• [Assignment] The full set of entries below is to be returned unchanged.

[Dataset entries]

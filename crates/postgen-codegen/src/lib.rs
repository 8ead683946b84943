//! Client and model code generation from Postman collections.
//!
//! `postgen-codegen` reads a Postman collection, infers a model for every
//! request's example body, and renders models plus one client-call source
//! file per request through an emitter's templates.
//!
//! # Architecture
//!
//! ```text
//! Input                 Entities              Emitters            Sink
//! ─────────────     ──────────────────     ───────────────     ──────────────
//! collection.json ─> Collection ──┬──> infer ─> context ─┬─> go     ─> FsSink
//!                    (collection)  │    (infer)  (context) └─> rust   └> MemorySink
//!                                  └── naming, collision policy (generate)
//! ```
//!
//! Generation is pure and deterministic: the same collection and options
//! always produce byte-identical artifacts. Only [`Generated::write_to`]
//! touches an [`ArtifactSink`].
//!
//! # Example
//!
//! ```
//! use postgen_codegen::{GenerateOptions, MemorySink, builtin_emitter, generate, parse_collection};
//!
//! let collection = parse_collection(br#"{
//!     "info": { "name": "Basic Collection" },
//!     "item": [{
//!         "name": "Create Order",
//!         "request": {
//!             "method": "POST",
//!             "url": "https://shop.test/orders",
//!             "body": { "mode": "raw", "raw": "{\"amount\": 100, \"currency\": \"INR\"}" }
//!         }
//!     }]
//! }"#).unwrap();
//!
//! let emitter = builtin_emitter("go").unwrap();
//! let generated = generate(&collection, &emitter, &GenerateOptions::default()).unwrap();
//!
//! let mut sink = MemorySink::new();
//! generated.write_to(&mut sink).unwrap();
//! let models = sink.text("basic_collection/models.go").unwrap();
//! assert!(models.contains("Amount   float64 `json:\"amount\"`"));
//! assert!(sink.text("basic_collection/create_order_request.go").is_some());
//! ```
//!
//! # Feature Flags
//!
//! - `emitter-go` - Go structs and `net/http` calls
//! - `emitter-rust` - serde structs and `reqwest` calls

pub mod collection;
pub mod context;
pub mod emitter;
pub mod error;
pub mod generate;
pub mod infer;
pub mod naming;
pub mod sink;
pub mod template;
pub mod value;

pub use collection::{Collection, ParseError, RequestItem, load_collection, parse_collection};
pub use emitter::{CodeEmitter, TemplateEmitter, builtin_emitter, emitter_names};
pub use error::{Error, Result};
pub use generate::{Artifact, CollisionPolicy, GenerateOptions, Generated, generate};
pub use infer::{FieldSpec, InferenceError, TypeLabel, infer_fields, infer_type};
pub use sink::{ArtifactSink, ExistingDirPolicy, FsSink, MemorySink, SinkError};
pub use template::{RenderError, Template};
pub use value::Value;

• [Finished task]
filename crates/postgen-codegen/src/lib.rs
repository 8ead683946b84943
//! Client and model code generation from Postman collections.
//!
//! `postgen-codegen` reads a Postman collection, infers a model for every
//! request's example body, and renders models plus one client-call source
//! file per request through an emitter's templates.
//!
//! # Architecture
//!
//! ```text
//! Input                 Entities              Emitters            Sink
//! ─────────────     ──────────────────     ───────────────     ──────────────
//! collection.json ─> Collection ──┬──> infer ─> context ─┬─> go     ─> FsSink
//!                    (collection)  │    (infer)  (context) └─> rust   └> MemorySink
//!                                  └── naming, collision policy (generate)
//! ```
//!
//! Generation is pure and deterministic: the same collection and options
//! always produce byte-identical artifacts. Only [`Generated::write_to`]
//! touches an [`ArtifactSink`].
//!
//! # Example
//!
//! ```
//! use postgen_codegen::{GenerateOptions, MemorySink, builtin_emitter, generate, parse_collection};
//!
//! let collection = parse_collection(br#"{
//!     "info": { "name": "Basic Collection" },
//!     "item": [{
//!         "name": "Create Order",
//!         "request": {
//!             "method": "POST",
//!             "url": "https://shop.test/orders",
//!             "body": { "mode": "raw", "raw": "{\"amount\": 100, \"currency\": \"INR\"}" }
//!         }
//!     }]
//! }"#).unwrap();
//!
//! let emitter = builtin_emitter("go").unwrap();
//! let generated = generate(&collection, &emitter, &GenerateOptions::default()).unwrap();
//!
//! let mut sink = MemorySink::new();
//! generated.write_to(&mut sink).unwrap();
//! let models = sink.text("basic_collection/models.go").unwrap();
//! assert!(models.contains("Amount   float64 `json:\"amount\"`"));
//! assert!(sink.text("basic_collection/create_order_request.go").is_some());
//! ```
//!
//! # Feature Flags
//!
//! - `emitter-go` - Go structs and `net/http` calls
//! - `emitter-rust` - serde structs and `reqwest` calls

pub mod collection;
pub mod context;
pub mod emitter;
pub mod error;
pub mod generate;
pub mod infer;
pub mod naming;
pub mod sink;
pub mod template;
pub mod value;

pub use collection::{Collection, ParseError, RequestItem, load_collection, parse_collection};
pub use emitter::{CodeEmitter, TemplateEmitter, builtin_emitter, emitter_names};
pub use error::{Error, Result};
pub use generate::{Artifact, CollisionPolicy, GenerateOptions, Generated, generate};
pub use infer::{FieldSpec, InferenceError, TypeLabel, infer_fields, infer_type};
pub use sink::{ArtifactSink, ExistingDirPolicy, FsSink, MemorySink, SinkError};
pub use template::{RenderError, Template};
pub use value::Value;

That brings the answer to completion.